Me, recoiling in feminist horror: “Lukas, where’s that I Spy book? I need to hit your father on the head with it.”

I think I’ve subconsciously (and by that I mean totally consciously) started to take on my Twitter friend @SunnySoCal’s philosophy regarding housework, which is…meh. It’s just not worth stressing over. (Of course, that could just be part of her German Mother Housekeeping Aversion Therapy.)

Here’s the thing. If someone comes in your home and says “I Spy a lot of crap and you are a terrible housekeeper,” then screw ’em. Do you really want those people in your home anyway? (Of course those people are usually German mothers–but you see my point.)

Listen, I live in the OC–The Land of Pristine Homes. I’m taking a risk here.

But I want to write. Writing is in my soul. And do other cool things like be with my family. Walk on the beach. Read great books. Drink a martini. Or two. And maybe sleep in late once in a while, darn it.

Cleaning is w a y down on my to-do list — just slightly on par with cooking, actually.

Hey, will you look at that: I Spy my to-do list wrinkled up in the garbage can.

Now if only I can get my guy to replace the bag after he takes out the trash, I could spy my (less than) perfect life.

It’s in there. I just have to wade through all this laundry to find it.

If you enjoy this post, please follow me here on my blog or on Twitter @RachelintheOC where I can be found discussing important life questions such as whether I should change my flavor of Coffeemate.

  1. Yes! Screw housework! Ever since I started getting up early, I find that doing it BEFORE I'm fully awake makes it tolerable!

    I bet when I spawn that goes right out the window though.

  2. Totally agree. I adopted this philosophy awhile ago, and I can't say we've suffered. What *needs* to get done does. The rest, maybe.

  3. I had a skewed sense of what my college roommates and I referred to as “man jobs” and “woman jobs” because my father did a lot of what were (apparently) “woman jobs” in other people's households. For instance, he took care of all toilet issues, including cleaning them. Therefore, when I got married, I expected my husband to clean the toilets. That…did not…work out so well. Let's just say that he had been raised in a household where his mother did EVERYTHING inside and his father did EVERYTHING outside. My mother used to mow the lawn upon occasion. You can see how our conflicting childhoods led to, well, a housecleaning service!

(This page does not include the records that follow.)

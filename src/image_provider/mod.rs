//! # 图像提供模块（image_provider）
//!
//! ## 设计思路
//!
//! 宿主界面按“不透明 id + 可选目标尺寸”拉取图片，这里负责把请求变成一张可直接显示的位图。
//! 按职责拆分为多个子模块：
//!
//! - `host`：宿主拉取接口的参数适配（薄封装）
//! - `handler`：`ImageProvider`，编排整条请求链路
//! - `cache`：单槽缓存，只保存最近一次请求的图片
//! - `scaler`：四种目标框形态的确定性缩放
//! - `source`：`CaptureSource` 抽象与内置来源
//! - `bitmap/bounds/config/error`：数据模型、配置、错误
//!
//! ## 调用链
//!
//! ```text
//! 宿主 requestImage
//!    ↓
//! host.rs（参数适配）
//!    ↓
//! handler.rs（统一编排 + 阶段耗时日志）
//!    ├─ cache.rs（get 命中则直接使用）
//!    ├─ source.rs（未命中：锁外生成，随后 set 写回）
//!    └─ scaler.rs（按目标框缩放）
//!    ↓
//! 返回位图 + 原始尺寸
//! ```

mod bitmap;
mod bounds;
mod cache;
mod config;
mod error;
mod handler;
pub mod host;
mod scaler;
mod source;

pub use bitmap::{Image, PixelFormat};
pub use bounds::{BoundingBox, BoxConstraint, Size};
pub use cache::SingleSlotCache;
pub use config::{DEFAULT_MAX_OUTPUT_PIXELS, ImagePerformanceProfile, ProviderConfig};
pub use error::ImageError;
pub use handler::{ImageProvider, ProvidedImage, ProviderStats};
pub use scaler::{Scaler, scale, target_size};
pub use source::{
    CaptureSource, CaptureStore, DEFAULT_MAX_FILE_SIZE, FileCaptureSource, FnCaptureSource,
    SCROLL_ID_PREFIX,
};
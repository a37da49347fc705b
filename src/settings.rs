//! 提供器设置持久化
//!
//! 设置以 JSON 保存，字段面向宿主语义（档位字符串而不是滤镜枚举）。
//! 读写失败统一转为 `AppError::Settings`，文件不存在视为“尚未保存”。

use std::fs;
use std::path::Path;

use serde::{Deserialize, Serialize};

use crate::error::AppError;
use crate::image_provider::{
    CaptureSource, DEFAULT_MAX_OUTPUT_PIXELS, ImagePerformanceProfile, ImageProvider,
    ProviderConfig,
};
use crate::locale::SYSTEM_LOCALE;

/// 可持久化的提供器设置。
#[derive(Debug, Clone, PartialEq, Eq, Serialize, Deserialize)]
#[serde(default)]
pub struct ProviderSettings {
    pub profile: String,
    pub fast_resize: bool,
    pub max_output_pixels: u64,
    pub language: String,
}

impl Default for ProviderSettings {
    fn default() -> Self {
        Self {
            profile: ImagePerformanceProfile::Balanced.as_str().to_string(),
            fast_resize: true,
            max_output_pixels: DEFAULT_MAX_OUTPUT_PIXELS,
            language: SYSTEM_LOCALE.to_string(),
        }
    }
}

impl ProviderSettings {
    /// 转换为运行时配置（会校验档位与上限）。
    pub fn to_config(&self) -> Result<ProviderConfig, AppError> {
        let profile = ImagePerformanceProfile::parse(&self.profile)?;
        let mut config = ProviderConfig::with_profile(profile);
        config.fast_resize = self.fast_resize;
        config.max_output_pixels = self.max_output_pixels;
        config.validate()?;
        Ok(config)
    }

    /// 从提供器当前配置生成设置。`language` 由调用方另行维护。
    pub fn from_provider<S: CaptureSource>(provider: &ImageProvider<S>, language: &str) -> Self {
        let config = provider.config_snapshot();
        Self {
            profile: config.infer_performance_profile().as_str().to_string(),
            fast_resize: config.fast_resize,
            max_output_pixels: config.max_output_pixels,
            language: language.to_string(),
        }
    }
}

/// 读取设置文件，不存在时返回 `Ok(None)`。
pub fn load_settings(path: &Path) -> Result<Option<ProviderSettings>, AppError> {
    if !path.exists() {
        return Ok(None);
    }

    let content = fs::read_to_string(path)?;
    let parsed = serde_json::from_str::<ProviderSettings>(&content)
        .map_err(|e| AppError::Settings(format!("解析设置文件失败: {}", e)))?;

    Ok(Some(parsed))
}

/// 写入设置文件，必要时创建父目录。
pub fn save_settings(path: &Path, settings: &ProviderSettings) -> Result<(), AppError> {
    if let Some(parent) = path.parent() {
        if !parent.as_os_str().is_empty() {
            fs::create_dir_all(parent)
                .map_err(|e| AppError::Settings(format!("创建设置目录失败: {}", e)))?;
        }
    }

    let content = serde_json::to_string_pretty(settings)
        .map_err(|e| AppError::Settings(format!("序列化设置失败: {}", e)))?;

    fs::write(path, content)?;
    Ok(())
}

/// 将设置应用到提供器。
pub fn apply_settings<S: CaptureSource>(
    provider: &ImageProvider<S>,
    settings: &ProviderSettings,
) -> Result<(), AppError> {
    let config = settings.to_config()?;
    provider.set_config(config)?;
    log::info!(
        "⚙️ 已应用提供器设置：profile={} fast_resize={} max_output_pixels={}",
        settings.profile,
        settings.fast_resize,
        settings.max_output_pixels
    );
    Ok(())
}

#[cfg(test)]
mod tests {
    use super::*;
    use crate::image_provider::{CaptureStore, ImageError};

    #[test]
    fn save_then_load_roundtrip() {
        let dir = tempfile::tempdir().expect("tempdir");
        let path = dir.path().join("nested").join("provider.json");

        let settings = ProviderSettings {
            profile: "quality".to_string(),
            fast_resize: false,
            max_output_pixels: 1_000_000,
            language: "zh_CN".to_string(),
        };

        save_settings(&path, &settings).expect("save settings");
        let loaded = load_settings(&path).expect("load settings");
        assert_eq!(loaded, Some(settings));
    }

    #[test]
    fn missing_file_is_none_and_partial_file_uses_defaults() {
        let dir = tempfile::tempdir().expect("tempdir");
        let path = dir.path().join("provider.json");
        assert_eq!(load_settings(&path).expect("load"), None);

        std::fs::write(&path, r#"{ "profile": "speed" }"#).expect("write");
        let loaded = load_settings(&path).expect("load").expect("present");
        assert_eq!(loaded.profile, "speed");
        assert!(loaded.fast_resize);
        assert_eq!(loaded.language, SYSTEM_LOCALE);
    }

    #[test]
    fn malformed_file_is_settings_error() {
        let dir = tempfile::tempdir().expect("tempdir");
        let path = dir.path().join("provider.json");
        std::fs::write(&path, "{").expect("write");

        assert!(matches!(load_settings(&path), Err(AppError::Settings(_))));
    }

    #[test]
    fn apply_settings_updates_provider() {
        let provider = ImageProvider::new(CaptureStore::new());
        let settings = ProviderSettings {
            profile: "speed".to_string(),
            ..ProviderSettings::default()
        };

        apply_settings(&provider, &settings).expect("apply");
        assert_eq!(provider.get_performance_profile(), ImagePerformanceProfile::Speed);
        assert_eq!(ProviderSettings::from_provider(&provider, SYSTEM_LOCALE), settings);
    }

    #[test]
    fn apply_settings_rejects_bad_values() {
        let provider = ImageProvider::new(CaptureStore::new());

        let bad_profile = ProviderSettings {
            profile: "ultra".to_string(),
            ..ProviderSettings::default()
        };
        assert!(matches!(
            apply_settings(&provider, &bad_profile),
            Err(AppError::Image(ImageError::Config(_)))
        ));

        let zero_limit = ProviderSettings {
            max_output_pixels: 0,
            ..ProviderSettings::default()
        };
        assert!(apply_settings(&provider, &zero_limit).is_err());
    }
}
//! Err packet (spec §6): header `0xFF`, error code, `#`-prefixed SQLSTATE (when
//! `protocol-41` is negotiated), then a plain message string.

use crate::codec::BufExt;
use crate::error::{Error, MySqlDatabaseError};
use crate::protocol::header_byte;

impl MySqlDatabaseError {
    pub fn decode(mut buf: &[u8], protocol_41: bool) -> Result<Self, Error> {
        let header = buf.get_u8_checked("Err packet header")?;
        if header != header_byte::ERR {
            return Err(Error::ProtocolValueError(format!(
                "expected Err packet header 0xFF, got {header:#04x}"
            )));
        }

        let code = buf.get_u16_le_checked("Err error code")?;

        let sql_state = if protocol_41 {
            let marker = buf.get_u8_checked("Err sqlstate marker")?;
            if marker != b'#' {
                return Err(Error::ProtocolValueError(format!(
                    "expected '#' SQLSTATE marker, got {marker:#04x}"
                )));
            }
            let bytes = buf.checked_take(5, "Err sqlstate")?;
            std::str::from_utf8(bytes)
                .map_err(|e| Error::ProtocolValueError(format!("sqlstate not utf-8: {e}")))?
                .to_string()
        } else {
            String::from("HY000")
        };

        let message = buf.get_str_eop("Err message")?;

        Ok(MySqlDatabaseError {
            code,
            sql_state: sql_state.into_boxed_str(),
            message: message.into(),
        })
    }
}

#[cfg(test)]
mod tests {
    use super::*;

    #[test]
    fn decodes_unknown_database_error() {
        let buf: &[u8] = b"\xff\x19\x04#42000Unknown database 'unknown'";
        let err = MySqlDatabaseError::decode(buf, true).unwrap();
        assert_eq!(err.code, 1049);
        assert_eq!(&*err.sql_state, "42000");
        assert_eq!(&*err.message, "Unknown database 'unknown'");
    }
}
//! Shared pool state: the idle queue, FIFO acquire/release machinery, and connection-count
//! bookkeeping (spec §4.9).
//!
//! Grounded on the teacher's `pool::inner::SharedPool`: a bounded channel of idle connections
//! plus an atomic size counter, ported from `async-std`'s channel/task primitives to `tokio`'s.
//! The newer `pool::options::PoolOptions` bundled alongside the teacher's `SharedPool` in the
//! same example repo references an incompatible `PoolInner` type it never defines there — an
//! apparent version mismatch in that file — so this module follows `inner.rs` and `mod.rs`,
//! which are mutually consistent, rather than `options.rs`.

use std::sync::atomic::{AtomicBool, AtomicU32, Ordering};
use std::sync::Arc;
use std::time::Instant;

use tokio::sync::{mpsc, Mutex, Notify};
use tokio::time::sleep;

use crate::connection::MySqlConnection;
use crate::error::Error;
use crate::options::MySqlConnectOptions;
use crate::pool::options::PoolOptions;

/// A connection sitting in the idle queue, plus when it became idle (spec §4.9 idle-timeout,
/// and the ping-interval health check in [`crate::pool::slot`]).
pub(crate) struct IdleConnection {
    pub(crate) conn: MySqlConnection,
    pub(crate) since: Instant,
}

pub(crate) struct SharedPool {
    connect_options: MySqlConnectOptions,
    pool_options: PoolOptions,
    idle_tx: mpsc::Sender<IdleConnection>,
    idle_rx: Mutex<mpsc::Receiver<IdleConnection>>,
    size: AtomicU32,
    closed: AtomicBool,
    closed_notify: Notify,
    last_connect_error: Mutex<Option<Arc<Error>>>,
}

impl SharedPool {
    pub(crate) fn new(connect_options: MySqlConnectOptions, pool_options: PoolOptions) -> Arc<Self> {
        let (idle_tx, idle_rx) = mpsc::channel(pool_options.max_size as usize);
        Arc::new(SharedPool {
            connect_options,
            pool_options,
            idle_tx,
            idle_rx: Mutex::new(idle_rx),
            size: AtomicU32::new(0),
            closed: AtomicBool::new(false),
            closed_notify: Notify::new(),
            last_connect_error: Mutex::new(None),
        })
    }

    pub(crate) fn options(&self) -> &PoolOptions {
        &self.pool_options
    }

    pub(crate) fn connect_options(&self) -> &MySqlConnectOptions {
        &self.connect_options
    }

    pub(crate) fn size(&self) -> u32 {
        self.size.load(Ordering::Acquire)
    }

    pub(crate) fn idle_len(&self) -> usize {
        self.idle_tx.max_capacity() - self.idle_tx.capacity()
    }

    pub(crate) fn is_closed(&self) -> bool {
        self.closed.load(Ordering::Acquire)
    }

    pub(crate) fn dec_size(&self) {
        self.size.fetch_sub(1, Ordering::AcqRel);
    }

    pub(crate) fn idle_rx(&self) -> &Mutex<mpsc::Receiver<IdleConnection>> {
        &self.idle_rx
    }

    /// Opens `initial_size` connections up front and parks them in the idle queue (spec §4.9
    /// `initial-size`).
    pub(crate) async fn prime(&self) -> Result<(), Error> {
        for _ in 0..self.pool_options.initial_size {
            let conn = MySqlConnection::connect(&self.connect_options).await?;
            self.size.fetch_add(1, Ordering::AcqRel);
            let _ = self.idle_tx.try_send(IdleConnection {
                conn,
                since: Instant::now(),
            });
        }
        Ok(())
    }

    /// Hands an idle or freshly-opened connection to a caller, honoring `max_size` and
    /// `connect_timeout` (spec §4.9 `acquire`).
    pub(crate) async fn acquire(&self) -> Result<MySqlConnection, Error> {
        let deadline = Instant::now() + self.pool_options.connect_timeout;

        loop {
            if self.is_closed() {
                return Err(Error::PoolCancelled);
            }

            if let Some(conn) = self.try_take_idle().await {
                return Ok(conn);
            }

            let size = self.size.load(Ordering::Acquire);
            if size < self.pool_options.max_size {
                if self
                    .size
                    .compare_exchange(size, size + 1, Ordering::AcqRel, Ordering::Acquire)
                    .is_ok()
                {
                    match self.connect_with_retry(deadline).await {
                        Ok(conn) => return Ok(conn),
                        Err(err) => {
                            self.dec_size();
                            return Err(err);
                        }
                    }
                }
                continue;
            }

            let Some(remaining) = deadline.checked_duration_since(Instant::now()) else {
                return Err(self.timeout_error().await);
            };

            let mut idle_rx = self.idle_rx.lock().await;
            tokio::select! {
                biased;

                _ = self.closed_notify.notified() => {
                    return Err(Error::PoolCancelled);
                }
                received = idle_rx.recv() => {
                    let idle = received.expect("SharedPool owns idle_tx for its whole lifetime");
                    drop(idle_rx);
                    match self.accept_idle(idle) {
                        Some(conn) => return Ok(conn),
                        None => {
                            self.dec_size();
                            continue;
                        }
                    }
                }
                _ = sleep(remaining) => {
                    return Err(self.timeout_error().await);
                }
            }
        }
    }

    async fn try_take_idle(&self) -> Option<MySqlConnection> {
        let idle = {
            let mut idle_rx = self.idle_rx.lock().await;
            idle_rx.try_recv().ok()?
        };
        match self.accept_idle(idle) {
            Some(conn) => Some(conn),
            None => {
                self.dec_size();
                None
            }
        }
    }

    /// Rejects an idle connection that's sat longer than `idle_timeout`, closing it so the
    /// caller opens a fresh one in its place (spec §4.9 "slots idle longer than idle-timeout are
    /// recycled").
    fn accept_idle(&self, idle: IdleConnection) -> Option<MySqlConnection> {
        let stale = self
            .pool_options
            .idle_timeout
            .is_some_and(|timeout| idle.since.elapsed() >= timeout);
        if stale {
            tokio::spawn(async move { idle.conn.close().await });
            None
        } else {
            Some(idle.conn)
        }
    }

    async fn connect_with_retry(&self, deadline: Instant) -> Result<MySqlConnection, Error> {
        loop {
            let Some(remaining) = deadline.checked_duration_since(Instant::now()) else {
                return Err(self.timeout_error().await);
            };

            match tokio::time::timeout(remaining, MySqlConnection::connect(&self.connect_options)).await {
                Ok(Ok(conn)) => return Ok(conn),
                Ok(Err(err)) => {
                    tracing::warn!(error = %err, "pool: error establishing a connection, retrying");
                    *self.last_connect_error.lock().await = Some(Arc::new(err));
                    let backoff = self
                        .pool_options
                        .retry_interval
                        .min(deadline.saturating_duration_since(Instant::now()));
                    if backoff.is_zero() {
                        return Err(self.timeout_error().await);
                    }
                    sleep(backoff).await;
                }
                Err(_) => return Err(self.timeout_error().await),
            }
        }
    }

    async fn timeout_error(&self) -> Error {
        if let Some(last) = self.last_connect_error.lock().await.as_ref() {
            tracing::warn!(error = %last, "pool: timed out waiting for a connection");
        }
        Error::NoConnectionAvailable
    }

    /// Returns a connection to the pool, closing it instead if the pool has been shut down
    /// (spec §4.9 `release`). `broken` skips straight to close-and-drop for a connection a fatal
    /// error already poisoned. Otherwise, unless `healthy_unchanged` is set, `reset-connection`
    /// runs before the slot rejoins the idle queue (subject to `reset_after_return`).
    pub(crate) async fn release(&self, conn: MySqlConnection, healthy_unchanged: bool, broken: bool) {
        if broken || self.is_closed() {
            conn.close().await;
            self.dec_size();
            return;
        }

        let mut conn = conn;
        if self.pool_options.reset_after_return && !healthy_unchanged {
            if let Err(err) = conn.reset_connection().await {
                tracing::warn!(error = %err, "pool: reset-connection failed on release, dropping connection");
                conn.close().await;
                self.dec_size();
                return;
            }
        }

        self.return_idle(IdleConnection {
            conn,
            since: Instant::now(),
        });
    }

    /// Puts a connection back in the idle queue, or closes it if the queue is unexpectedly full
    /// (it never should be: the channel's capacity is `max_size` and `size` never exceeds that).
    pub(crate) fn return_idle(&self, idle: IdleConnection) {
        if let Err(mpsc::error::TrySendError::Full(idle)) | Err(mpsc::error::TrySendError::Closed(idle)) =
            self.idle_tx.try_send(idle)
        {
            tokio::spawn(async move { idle.conn.close().await });
            self.dec_size();
        }
    }

    /// Shuts the pool down: in-flight acquisitions fail with [`Error::PoolCancelled`], idle
    /// connections are closed immediately, and in-use connections are closed as they're released
    /// (spec §4.9 "pool-wide cancel").
    pub(crate) async fn close(&self) {
        self.closed.store(true, Ordering::Release);
        self.closed_notify.notify_waiters();

        loop {
            let idle = {
                let mut idle_rx = self.idle_rx.lock().await;
                idle_rx.try_recv().ok()
            };
            match idle {
                Some(idle) => {
                    idle.conn.close().await;
                    self.dec_size();
                }
                None => {
                    if self.size.load(Ordering::Acquire) == 0 {
                        return;
                    }
                    tokio::task::yield_now().await;
                }
            }
        }
    }
}
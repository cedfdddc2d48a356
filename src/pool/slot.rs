//! The idle queue's background health check and idle-timeout reaper (spec §4.9 Health: "A
//! dedicated task per idle slot waits for ping-interval and issues a ping; on failure the slot
//! reconnects. Slots idle longer than idle-timeout are recycled.").
//!
//! Idle connections here pass through a shared channel with no fixed slot identity, so rather
//! than one task per physical slot, a single task periodically drains every currently-idle
//! connection, pings or reaps each as appropriate, then returns survivors to the queue.
//! Externally this is indistinguishable from a per-slot timer: every idle connection still gets
//! pinged on `ping_interval` and reaped after `idle_timeout`. Grounded on the teacher's
//! `pool::inner::conn_reaper`, which runs the same kind of periodic drain-and-partition sweep
//! over its idle channel.

use std::sync::Arc;
use std::time::{Duration, Instant};

use tokio::time::sleep;

use crate::connection::MySqlConnection;
use crate::pool::inner::{IdleConnection, SharedPool};

pub(crate) fn spawn_reaper(pool: Arc<SharedPool>) {
    let Some(period) = reap_period(&pool) else {
        return;
    };

    tokio::spawn(async move {
        loop {
            sleep(period).await;
            if pool.is_closed() {
                return;
            }
            reap_once(&pool).await;
        }
    });
}

fn reap_period(pool: &SharedPool) -> Option<Duration> {
    match (pool.options().ping_interval, pool.options().idle_timeout) {
        (Some(a), Some(b)) => Some(a.min(b)),
        (Some(a), None) => Some(a),
        (None, Some(b)) => Some(b),
        (None, None) => None,
    }
}

async fn reap_once(pool: &SharedPool) {
    let mut drained = Vec::new();
    {
        let mut idle_rx = pool.idle_rx().lock().await;
        while let Ok(idle) = idle_rx.try_recv() {
            drained.push(idle);
        }
    }

    for idle in drained {
        if pool.is_closed() {
            idle.conn.close().await;
            pool.dec_size();
            continue;
        }

        if let Some(idle_timeout) = pool.options().idle_timeout {
            if idle.since.elapsed() >= idle_timeout {
                idle.conn.close().await;
                pool.dec_size();
                continue;
            }
        }

        let needs_ping = pool
            .options()
            .ping_interval
            .is_some_and(|interval| idle.since.elapsed() >= interval);

        let conn = if needs_ping {
            match ping_or_reconnect(pool, idle.conn).await {
                Some(conn) => conn,
                None => continue,
            }
        } else {
            idle.conn
        };

        pool.return_idle(IdleConnection {
            conn,
            since: Instant::now(),
        });
    }
}

async fn ping_or_reconnect(pool: &SharedPool, mut conn: MySqlConnection) -> Option<MySqlConnection> {
    if let Err(err) = conn.ping().await {
        tracing::info!(error = %err, "pool: ping on idle connection failed, reconnecting");
        conn.close().await;
        match MySqlConnection::connect(pool.connect_options()).await {
            Ok(fresh) => Some(fresh),
            Err(err) => {
                tracing::warn!(error = %err, "pool: reconnect after failed ping failed, dropping slot");
                pool.dec_size();
                None
            }
        }
    } else {
        Some(conn)
    }
}
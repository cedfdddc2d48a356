//! Ancillary session algorithms beyond the handshake itself (spec §4.5 "Other session
//! algorithms"): `ping`, `reset-connection`, `set-character-set`, `close`.

use tokio::io::AsyncWriteExt as _;

use crate::charset::CharacterSet;
use crate::connection::executor::{self, ExecutionHead};
use crate::connection::stream::MySqlStream;
use crate::error::Error;
use crate::protocol::command::{ComPing, ComQuit, ComResetConnection};
use crate::protocol::ok::OkPacket;

pub async fn ping(stream: &mut MySqlStream) -> Result<(), Error> {
    let mut payload = Vec::new();
    ComPing.encode(&mut payload);
    stream.write_command(&payload).await?;
    stream.read_ok_or_err().await?;
    Ok(())
}

/// Resets session variables, temp tables, transactions, and prepared statements while keeping
/// the transport and authenticated user (spec §4.9 `reset-connection`).
pub async fn reset_connection(stream: &mut MySqlStream) -> Result<(), Error> {
    let mut payload = Vec::new();
    ComResetConnection.encode(&mut payload);
    stream.write_command(&payload).await?;
    stream.read_ok_or_err().await?;
    Ok(())
}

/// Runs `SET NAMES <charset>` via the text execution path. Returns the terminating OK packet so
/// the caller can refresh its cached character set and backslash-escapes flag from the server
/// status it carries (spec §4.5).
pub async fn set_character_set(stream: &mut MySqlStream, charset: CharacterSet) -> Result<OkPacket, Error> {
    let sql = format!("SET NAMES {}", charset.name);
    match executor::start_query(stream, &sql).await? {
        ExecutionHead::NoResultSet(summary) => Ok(summary),
        ExecutionHead::ResultSet(_) => Err(Error::ProtocolValueError(
            "SET NAMES unexpectedly produced a resultset".to_string(),
        )),
    }
}

/// Sends `COM_QUIT`, then shuts down TLS (if active) and closes the transport (spec §4.5
/// `close`). The server never replies to `COM_QUIT`, so the write is best-effort: a failure
/// here doesn't matter, since the connection is being discarded either way.
pub async fn close(mut stream: MySqlStream) {
    let mut payload = Vec::new();
    ComQuit.encode(&mut payload);
    let _ = stream.write_command(&payload).await;
    let _ = stream.socket_mut().shutdown().await;
}
//! EOF packet, sent when `deprecate-EOF` is *not* negotiated. Header `0xFE`, payload
//! strictly shorter than 9 bytes (spec §4.6 driver loop).

use crate::codec::BufExt;
use crate::error::Error;
use crate::protocol::{header_byte, ServerStatus};

#[derive(Debug, Clone, Copy)]
pub struct EofPacket {
    pub warnings: u16,
    pub status: ServerStatus,
}

impl EofPacket {
    /// A packet is treated as a legacy EOF terminator only when its header is `0xFE` *and*
    /// its total length is under 9 bytes — a longer payload starting with `0xFE` is a row
    /// whose first length-encoded field happens to use the 8-byte integer prefix.
    pub fn looks_like_eof(packet: &[u8]) -> bool {
        packet.first() == Some(&header_byte::EOF) && packet.len() < 9
    }

    pub fn decode(mut buf: &[u8]) -> Result<Self, Error> {
        let header = buf.get_u8_checked("EOF packet header")?;
        if header != header_byte::EOF {
            return Err(Error::ProtocolValueError(format!(
                "expected EOF packet header 0xFE, got {header:#04x}"
            )));
        }
        let warnings = buf.get_u16_le_checked("EOF warnings")?;
        let status = ServerStatus::from_bits_truncate(buf.get_u16_le_checked("EOF status")?);
        Ok(EofPacket { warnings, status })
    }

    pub fn more_results_exist(&self) -> bool {
        self.status.contains(ServerStatus::MORE_RESULTS_EXIST)
    }
}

  4. Coffee mate has a delicious flavor called “Belgian Chocolate Toffee.” I highly recommend it. And by the way, dustballs are IN. molly

  5. Dani H permalink

    Truly, if I invite you into my home it's because I really like you. I hope if you come over, it's because you really like me. Who gives a s**t about dust? I do enjoy cooking {and keep my kitchen and bathroom really clean} so I'll feed you. Please, don't look inside my drawers, closets or cupboards. If you have kids and a husband, or even just the husband, you could spend all of your time cleaning! I'm with you and SunnySoCal on this one. *BIG HUGS*

  6. Another brilliant post Rachel! Thank you! By the way, when I was married, I did all the housework. I feel your pain somewhat.